### [GOAL OF THE EXERCISE]
Counting only lines below that hold "explicit", give the total alone.

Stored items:

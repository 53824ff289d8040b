//! restock demo
//!
//! Runs a self-refreshing inventory cache over an in-memory warehouse split
//! into shards, one of which drops every other connection. Tune it with the
//! `RESTOCK_*` environment variables and `RUST_LOG`.

use async_trait::async_trait;
use restock_cache::{
    FixedChunks, LoadContext, LoadError, LoadResult, Loader, RefreshCache, RefreshConfig,
    Watermark,
};
use std::sync::atomic::{AtomicU32, Ordering};
use std::sync::{Arc, Mutex, MutexGuard};
use std::time::Duration;
use tracing_subscriber::{layer::SubscriberExt, util::SubscriberInitExt, EnvFilter};

type DemoResult<T> = Result<T, Box<dyn std::error::Error + Send + Sync>>;

const SHARDS: u16 = 4;
const SKUS_PER_SHARD: u32 = 25;
const FLAKY_SHARD: u16 = 2;
const ROUNDS: u32 = 5;

#[derive(Debug, Clone)]
struct StockLevel {
    sku: String,
    shard: u16,
    on_hand: i64,
    updated_at: Watermark,
}

/// In-memory stand-in for an inventory database.
#[derive(Debug, Default)]
struct Warehouse {
    rows: Mutex<Vec<StockLevel>>,
}

impl Warehouse {
    fn seeded() -> Self {
        let now = Watermark::now();
        let rows = (0..SHARDS)
            .flat_map(|shard| {
                (0..SKUS_PER_SHARD).map(move |n| StockLevel {
                    sku: format!("SKU-{}-{}", shard, n),
                    shard,
                    on_hand: 100,
                    updated_at: now,
                })
            })
            .collect();
        Self {
            rows: Mutex::new(rows),
        }
    }

    fn rows(&self) -> MutexGuard<'_, Vec<StockLevel>> {
        self.rows
            .lock()
            .unwrap_or_else(|poisoned| poisoned.into_inner())
    }

    /// Touch every seventh row, offset by `round`.
    fn restock(&self, round: u32) -> usize {
        let now = Watermark::now();
        let mut rows = self.rows();
        let mut touched = 0;
        for row in rows.iter_mut().skip(round as usize % 7).step_by(7) {
            row.on_hand += i64::from(round) * 10;
            row.updated_at = now;
            touched += 1;
        }
        touched
    }

    fn shard_rows(&self, shard: u16, since: Option<Watermark>) -> Vec<StockLevel> {
        self.rows()
            .iter()
            .filter(|row| row.shard == shard)
            .filter(|row| since.map_or(true, |since| row.updated_at.is_newer_than(&since)))
            .cloned()
            .collect()
    }
}

struct InventoryLoader {
    warehouse: Arc<Warehouse>,
    flaky_calls: AtomicU32,
}

impl InventoryLoader {
    fn new(warehouse: Arc<Warehouse>) -> Self {
        Self {
            warehouse,
            flaky_calls: AtomicU32::new(0),
        }
    }

    fn apply(
        &self,
        shard: u16,
        rows: Vec<StockLevel>,
        ctx: &LoadContext<'_, String, StockLevel>,
    ) -> LoadResult<()> {
        if shard == FLAKY_SHARD && self.flaky_calls.fetch_add(1, Ordering::SeqCst) % 2 == 0 {
            return Err(LoadError::new(format!("shard {} connection reset", shard)));
        }

        let newest = rows.iter().map(|row| row.updated_at).max();
        for row in rows {
            ctx.registry().put(row.sku.clone(), row);
        }
        if let Some(newest) = newest {
            ctx.propose(newest);
        }
        Ok(())
    }
}

#[async_trait]
impl Loader for InventoryLoader {
    type Key = String;
    type Item = StockLevel;
    type Chunk = u16;

    async fn load_full(
        &self,
        shard: &u16,
        ctx: &LoadContext<'_, String, StockLevel>,
    ) -> LoadResult<()> {
        let rows = self.warehouse.shard_rows(*shard, None);
        self.apply(*shard, rows, ctx)
    }

    async fn load_incremental(
        &self,
        shard: &u16,
        since: Watermark,
        ctx: &LoadContext<'_, String, StockLevel>,
    ) -> LoadResult<()> {
        let rows = self.warehouse.shard_rows(*shard, Some(since));
        self.apply(*shard, rows, ctx)
    }
}

#[tokio::main]
async fn main() -> DemoResult<()> {
    init_tracing()?;

    let warehouse = Arc::new(Warehouse::seeded());
    let cache = RefreshCache::builder_with_source(
        InventoryLoader::new(Arc::clone(&warehouse)),
        FixedChunks::new(0..SHARDS),
    )
    .config(demo_config())
    .build()?;

    cache.wait_ready().await?;
    tracing::info!(
        entries = cache.len(),
        watermark = %cache.committed_watermark(),
        "Inventory cache warmed up"
    );

    tokio::select! {
        result = drive(&cache, &warehouse) => result?,
        _ = tokio::signal::ctrl_c() => {
            tracing::info!("Shutdown signal received");
        }
    }

    println!("{}", serde_json::to_string_pretty(&cache.metrics())?);
    cache.shutdown();
    Ok(())
}

/// Mutate the warehouse and pull the changes in with explicit refreshes.
async fn drive(cache: &RefreshCache<InventoryLoader>, warehouse: &Warehouse) -> DemoResult<()> {
    for round in 1..=ROUNDS {
        tokio::time::sleep(Duration::from_secs(1)).await;
        let touched = warehouse.restock(round);

        match cache.run_now(false).await {
            Ok(Some(report)) => tracing::info!(
                round,
                touched,
                cycle_id = %report.cycle_id,
                attempts = report.attempts,
                watermark = %report.watermark,
                "Incremental refresh applied"
            ),
            Ok(None) => tracing::info!(round, "Refresh skipped"),
            Err(err) => tracing::warn!(round, error = %err, "Refresh failed"),
        }

        if let Some(level) = cache.try_get("SKU-0-0").await? {
            tracing::info!(sku = %level.sku, on_hand = level.on_hand, "Spot check");
        }
    }

    let report = cache.run_now(true).await?;
    tracing::info!(report = ?report, "Full reload finished");
    Ok(())
}

/// Demo defaults, overridable through the environment.
fn demo_config() -> RefreshConfig {
    let mut config = RefreshConfig::from_env();
    if std::env::var("RESTOCK_POOL_SIZE").is_err() {
        config = config.with_pool_size(2);
    }
    if std::env::var("RESTOCK_RETRY_BUDGET").is_err() {
        config = config.with_retry_budget(3);
    }
    if std::env::var("RESTOCK_REFRESH_INTERVAL_MS").is_err() {
        config = config.with_refresh_interval(Duration::from_secs(3));
    }
    config
}

fn init_tracing() -> DemoResult<()> {
    let env_filter = EnvFilter::try_from_default_env()
        .unwrap_or_else(|_| EnvFilter::new("restock_cache=debug,info"));

    let json = std::env::var("RESTOCK_LOG_JSON")
        .map(|s| s == "true" || s == "1")
        .unwrap_or(false);

    let registry = tracing_subscriber::registry().with(env_filter);
    if json {
        registry.with(tracing_subscriber::fmt::layer().json()).try_init()?;
    } else {
        registry.with(tracing_subscriber::fmt::layer()).try_init()?;
    }
    Ok(())
}
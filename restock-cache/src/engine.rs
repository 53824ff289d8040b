//! State shared by the public cache handle, the scheduler and pool workers.

use restock_core::{DiagnosticLevel, LoadKind, RefreshConfig, Telemetry};
use std::sync::atomic::{AtomicBool, Ordering};
use std::sync::{Arc, Mutex};
use tokio::sync::watch;

use crate::coordinator::CycleReport;
use crate::gate::ReadinessGate;
use crate::loader::{ChunkSource, Loader};
use crate::metrics::RefreshMetrics;
use crate::registry::EntryRegistry;
use crate::watermark::WatermarkTracker;

/// Everything one cache instance owns.
///
/// Refresh access is a per-instance mutex: at most one cycle, scheduled or
/// explicit, runs at a time, and unrelated caches never contend.
pub(crate) struct Engine<L: Loader> {
    pub(crate) loader: L,
    pub(crate) chunk_source: Arc<dyn ChunkSource<L::Chunk>>,
    pub(crate) registry: EntryRegistry<L::Key, L::Item>,
    pub(crate) watermark: WatermarkTracker,
    pub(crate) gate: ReadinessGate,
    pub(crate) config: RefreshConfig,
    pub(crate) telemetry: Telemetry,
    pub(crate) metrics: RefreshMetrics,
    pub(crate) refresh_lock: tokio::sync::Mutex<()>,
    pub(crate) connected: AtomicBool,
    pub(crate) shutdown: watch::Sender<bool>,
    pub(crate) last_report: Mutex<Option<CycleReport>>,
    pub(crate) type_name: String,
}

impl<L: Loader> Engine<L> {
    pub(crate) fn new(
        loader: L,
        chunk_source: Arc<dyn ChunkSource<L::Chunk>>,
        config: RefreshConfig,
        telemetry: Telemetry,
    ) -> Self {
        let (shutdown, _rx) = watch::channel(false);
        Self {
            loader,
            chunk_source,
            registry: EntryRegistry::new(),
            watermark: WatermarkTracker::new(),
            gate: ReadinessGate::new(),
            config,
            telemetry,
            metrics: RefreshMetrics::new(),
            refresh_lock: tokio::sync::Mutex::new(()),
            connected: AtomicBool::new(true),
            shutdown,
            last_report: Mutex::new(None),
            type_name: short_type_name::<L>(),
        }
    }

    pub(crate) fn identifier(&self, kind: LoadKind) -> String {
        self.config.identifier_for(&self.type_name, kind)
    }

    pub(crate) fn is_connected(&self) -> bool {
        self.connected.load(Ordering::Acquire)
    }

    pub(crate) fn is_shutting_down(&self) -> bool {
        *self.shutdown.borrow()
    }

    pub(crate) fn diagnostic(&self, level: DiagnosticLevel, kind: LoadKind, message: &str) {
        self.telemetry
            .message(level, &self.identifier(kind), message);
    }

    /// Diagnostic not tied to a cycle, tagged with the bare identifier.
    pub(crate) fn lifecycle(&self, level: DiagnosticLevel, message: &str) {
        let identifier = self.config.identifier.as_deref().unwrap_or(&self.type_name);
        self.telemetry.message(level, identifier, message);
    }

    /// Stop serving fresh data; readers keep whatever is cached.
    pub(crate) fn disconnect(&self) {
        self.connected.store(false, Ordering::Release);
        self.gate.open();
    }

    /// Stop the scheduler and tell workers to stop pulling work.
    ///
    /// In-flight loader calls are not interrupted.
    pub(crate) fn stop(&self) {
        self.disconnect();
        self.shutdown.send_replace(true);
    }

    pub(crate) fn record_report(&self, report: CycleReport) {
        let mut last = self
            .last_report
            .lock()
            .unwrap_or_else(|poisoned| poisoned.into_inner());
        *last = Some(report);
    }

    pub(crate) fn last_report(&self) -> Option<CycleReport> {
        self.last_report
            .lock()
            .unwrap_or_else(|poisoned| poisoned.into_inner())
            .clone()
    }
}

/// Last path segment of a type name, without generic arguments.
pub(crate) fn short_type_name<T: ?Sized>() -> String {
    let full = std::any::type_name::<T>();
    let without_generics = full.split('<').next().unwrap_or(full);
    without_generics
        .rsplit("::")
        .next()
        .unwrap_or(without_generics)
        .to_string()
}

#[cfg(test)]
mod tests {
    use super::*;

    struct PriceLoader;

    #[test]
    fn test_short_type_name() {
        assert_eq!(short_type_name::<PriceLoader>(), "PriceLoader");
        assert_eq!(short_type_name::<Vec<String>>(), "Vec");
        assert_eq!(short_type_name::<u32>(), "u32");
    }
}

### [WRITTEN REPLY]
2